EEOC Updates COVID-19 Guidance to Require Justification for Testing

 

On July 12, 2022, the Equal Employment Opportunity Commission (EEOC) issued updated guidance on whether and when employers may test their employees for COVID-19. While the previous guidance generally allowed employers to require testing for all employees entering a workplace, the new guidance requires an individualized assessment of current circumstances.

Background

The Americans with Disabilities Act (ADA), which is enforced by the EEOC, prohibits employers from conducting medical examinations of employees unless they can show that an examination is “job-related” and “consistent with business necessity.” Early in the pandemic, the EEOC indicated that, for COVID-19 testing, these standards would virtually always be met for any employees entering a workplace with other people.

Updated Testing Guidance

In its updated guidance, the EEOC makes clear that, going forward, employers will need to assess whether current pandemic circumstances and individual workplace circumstances justify COVID-19 testing requirements.

Assessment Factors

Possible factors to consider in making the assessment include community transmission levels, types of contact between employees and others in the workplace, transmissibility rates of current COVID-19 variants, types of contact employees may have with others in the workplace, and the potential impact on operations if an employee enters the workplace with COVID-19.

In making these assessments, employers should check the latest guidance from the Centers for Disease Control and Prevention (and any other relevant sources) to determine whether testing is appropriate for their employees. 

DHS Ends Temporary COVID-19 Policy for Form I-9 Expired Documents

On May 1, 2022, the U.S. Department of Homeland Security (DHS) ended the COVID-19 Temporary Policy for List B Identity Documents. As a result, employers are no longer allowed to accept expired List B documents when individuals fill out their Form I-9. In addition, if an employee presented an expired List B document between May 1, 2020, and April 30, 2022, employers are required to update their Form I-9 by July 31, 2022.

Temporary Policy

DHS issued the temporary policy in response to the challenges many individuals experienced with renewing List B documents during the COVID-19 pandemic. 

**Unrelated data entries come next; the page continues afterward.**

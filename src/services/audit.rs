use crate::error::LedgerResult;
use crate::models::{Actor, AuditRecord};
use crate::store::LedgerStore;
use std::sync::Arc;
use tracing::warn;

/// Audit trail for state-changing ledger operations.
///
/// Records are written in their own store transaction after the operation
/// has committed. A failed write is logged and never fails the operation.
#[derive(Clone)]
pub struct AuditTrailService {
    store: Arc<dyn LedgerStore>,
}

impl AuditTrailService {
    pub fn new(store: Arc<dyn LedgerStore>) -> Self {
        Self { store }
    }

    /// Best-effort write of one audit record
    pub async fn log(&self, record: AuditRecord) {
        let action = record.action.clone();
        let subject = format!("{}:{}", record.subject_type, record.subject_id);
        if let Err(e) = self.try_log(&record).await {
            warn!("Failed to write audit record {} for {}: {}", action, subject, e);
        }
    }

    async fn try_log(&self, record: &AuditRecord) -> LedgerResult<()> {
        let mut tx = self.store.begin().await?;
        tx.insert_audit(record).await?;
        tx.commit().await?;
        Ok(())
    }

    pub async fn record(
        &self,
        action: &str,
        actor: &Actor,
        subject_type: &str,
        subject_id: impl Into<String>,
        details: serde_json::Value,
    ) {
        self.log(AuditRecord::new(action, actor, subject_type, subject_id, details))
            .await
    }

    /// Newest first
    pub async fn list(
        &self,
        subject_type: Option<&str>,
        subject_id: Option<&str>,
        limit: i64,
    ) -> LedgerResult<Vec<AuditRecord>> {
        Ok(self.store.list_audit(subject_type, subject_id, limit).await?)
    }
}
use crate::database::DatabaseError;
use rust_decimal::Decimal;
use sqlx::Error as SqlxError;
use thiserror::Error;
use uuid::Uuid;

/// Storage-level errors raised by a [`crate::store::LedgerStore`] backend
#[derive(Error, Debug)]
pub enum StoreError {
    /// Database query error
    #[error("Query error: {0}")]
    Query(SqlxError),

    /// Unique constraint hit (idempotency keys, gateway references)
    #[error("Duplicate record: {0}")]
    Duplicate(String),

    /// Foreign key or check constraint violation
    #[error("Constraint violation: {0}")]
    ConstraintViolation(String),

    /// A stored value could not be decoded into its domain type
    #[error("Corrupt row: {0}")]
    Decode(String),

    /// The store transaction was used after commit
    #[error("Transaction already closed")]
    TransactionClosed,
}

impl From<SqlxError> for StoreError {
    fn from(err: SqlxError) -> Self {
        match &err {
            SqlxError::Database(db_err) => {
                let code = db_err.code().map(|c| c.to_string());
                match code.as_deref() {
                    // unique_violation
                    Some("23505") => StoreError::Duplicate(db_err.message().to_string()),
                    // foreign_key_violation, check_violation
                    Some("23503") | Some("23514") => {
                        StoreError::ConstraintViolation(db_err.message().to_string())
                    }
                    _ => StoreError::Query(err),
                }
            }
            SqlxError::ColumnDecode { .. } | SqlxError::Decode(_) => {
                StoreError::Decode(err.to_string())
            }
            _ => StoreError::Query(err),
        }
    }
}

pub type StoreResult<T> = Result<T, StoreError>;

/// Typed outcomes of the ledger's public operations
#[derive(Error, Debug)]
pub enum LedgerError {
    #[error("Insufficient funds in {account_id}: available {available}, requested {requested}")]
    InsufficientFunds {
        account_id: String,
        available: Decimal,
        requested: Decimal,
    },

    #[error("Wallet {0} is frozen")]
    WalletFrozen(String),

    #[error("Invalid amount: {0}")]
    InvalidAmount(String),

    /// Idempotency key already used; resolved into a replay at the service boundary
    #[error("Duplicate reference {reference_type}/{reference_id} on {account_id}")]
    DuplicateReference {
        account_id: String,
        reference_type: String,
        reference_id: String,
    },

    #[error("Account not found: {0}")]
    AccountNotFound(String),

    #[error("Invalid {entity} transition for {id}: {from} -> {to}")]
    InvalidStateTransition {
        entity: &'static str,
        id: Uuid,
        from: String,
        to: String,
    },

    #[error("External reference mismatch: {0}")]
    ExternalReferenceMismatch(String),

    #[error("Withdrawal limit exceeded for {account_id}: {period} limit {limit}, already withdrawn {used}, requested {requested}")]
    WithdrawalLimitExceeded {
        account_id: String,
        period: &'static str,
        limit: Decimal,
        used: Decimal,
        requested: Decimal,
    },

    #[error("Escrow over-release on {account_id}: held {held}, released {released}, requested {requested}")]
    EscrowOverRelease {
        account_id: String,
        held: Decimal,
        released: Decimal,
        requested: Decimal,
    },

    #[error("Partner {0} has no pending settlement")]
    NothingToSettle(String),

    #[error("Settlement batch {batch_id} is still open for partner {partner_id}")]
    SettlementInProgress { partner_id: String, batch_id: Uuid },

    #[error("Not found: {0}")]
    NotFound(String),

    #[error("Unauthorized: {0}")]
    Unauthorized(String),

    #[error("Validation error: {0}")]
    Validation(String),

    #[error("Store error: {0}")]
    Store(#[from] StoreError),
}

/// Result type alias for ledger operations
pub type LedgerResult<T> = Result<T, LedgerError>;

impl LedgerError {
    /// Expected business outcomes, not faults
    pub fn is_business_outcome(&self) -> bool {
        matches!(
            self,
            LedgerError::InsufficientFunds { .. }
                | LedgerError::WalletFrozen(_)
                | LedgerError::WithdrawalLimitExceeded { .. }
                | LedgerError::NothingToSettle(_)
        )
    }

    /// Whether a caller may retry the same request later.
    ///
    /// State machine violations are never retried: a retry could turn into a
    /// second payout.
    pub fn is_retryable(&self) -> bool {
        match self {
            LedgerError::InvalidStateTransition { .. } => false,
            LedgerError::Store(StoreError::Query(_)) => true,
            LedgerError::Store(StoreError::TransactionClosed) => true,
            _ => false,
        }
    }

    /// Stable machine-readable code for API consumers
    pub fn code(&self) -> &'static str {
        match self {
            LedgerError::InsufficientFunds { .. } => "insufficient_funds",
            LedgerError::WalletFrozen(_) => "wallet_frozen",
            LedgerError::InvalidAmount(_) => "invalid_amount",
            LedgerError::DuplicateReference { .. } => "duplicate_reference",
            LedgerError::AccountNotFound(_) => "account_not_found",
            LedgerError::InvalidStateTransition { .. } => "invalid_state_transition",
            LedgerError::ExternalReferenceMismatch(_) => "external_reference_mismatch",
            LedgerError::WithdrawalLimitExceeded { .. } => "withdrawal_limit_exceeded",
            LedgerError::EscrowOverRelease { .. } => "escrow_over_release",
            LedgerError::NothingToSettle(_) => "nothing_to_settle",
            LedgerError::SettlementInProgress { .. } => "settlement_in_progress",
            LedgerError::NotFound(_) => "not_found",
            LedgerError::Unauthorized(_) => "unauthorized",
            LedgerError::Validation(_) => "validation_error",
            LedgerError::Store(_) => "store_error",
        }
    }
}

/// Process-level errors for the service binary
#[derive(Error, Debug)]
pub enum AppError {
    /// Database-related errors
    #[error("Database error: {0}")]
    Database(#[from] DatabaseError),

    /// Configuration errors
    #[error("Configuration error: {0}")]
    Config(String),

    /// Ledger operation errors
    #[error("Ledger error: {0}")]
    Ledger(#[from] LedgerError),

    /// Socket and filesystem errors
    #[error("I/O error: {0}")]
    Io(#[from] std::io::Error),

    /// Generic error with message
    #[error("{0}")]
    Message(String),
}

/// Result type alias for application errors
pub type AppResult<T> = Result<T, AppError>;

impl AppError {
    /// Check if error is a database connection error
    pub fn is_connection_error(&self) -> bool {
        matches!(
            self,
            AppError::Database(DatabaseError::PoolCreation(_))
                | AppError::Database(DatabaseError::ConnectionTimeout)
        )
    }
}

#[cfg(test)]
mod tests {
    use super::*;

    #[test]
    fn test_state_transition_is_not_retryable() {
        let err = LedgerError::InvalidStateTransition {
            entity: "settlement_batch",
            id: Uuid::new_v4(),
            from: "paid".to_string(),
            to: "approved".to_string(),
        };
        assert!(!err.is_retryable());
        assert!(!err.is_business_outcome());
        assert_eq!(err.code(), "invalid_state_transition");
    }

    #[test]
    fn test_funds_outcomes_are_business_outcomes() {
        let err = LedgerError::InsufficientFunds {
            account_id: "u1".to_string(),
            available: Decimal::new(10, 0),
            requested: Decimal::new(20, 0),
        };
        assert!(err.is_business_outcome());
        assert!(LedgerError::WalletFrozen("u1".to_string()).is_business_outcome());
        assert!(!LedgerError::AccountNotFound("u1".to_string()).is_business_outcome());
    }

    #[test]
    fn test_row_not_found_maps_to_query() {
        let err: StoreError = SqlxError::RowNotFound.into();
        assert!(matches!(err, StoreError::Query(_)));
    }
}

Now that document-issuing agencies have reopened and provide alternatives to in-person renewals, the DHS has ended this flexibility. Employers will need to update Form I-9 for employees who used expired documents from List B. 

Required Form I-9 Updates

Employers must use the “Additional Information” field in the form’s Section 2 to enter the title, issuing authority, number, and expiration date of the unexpired document. Employees may present a renewed List B document, a different List B document or a document from List A. Employers must also initial and date these changes.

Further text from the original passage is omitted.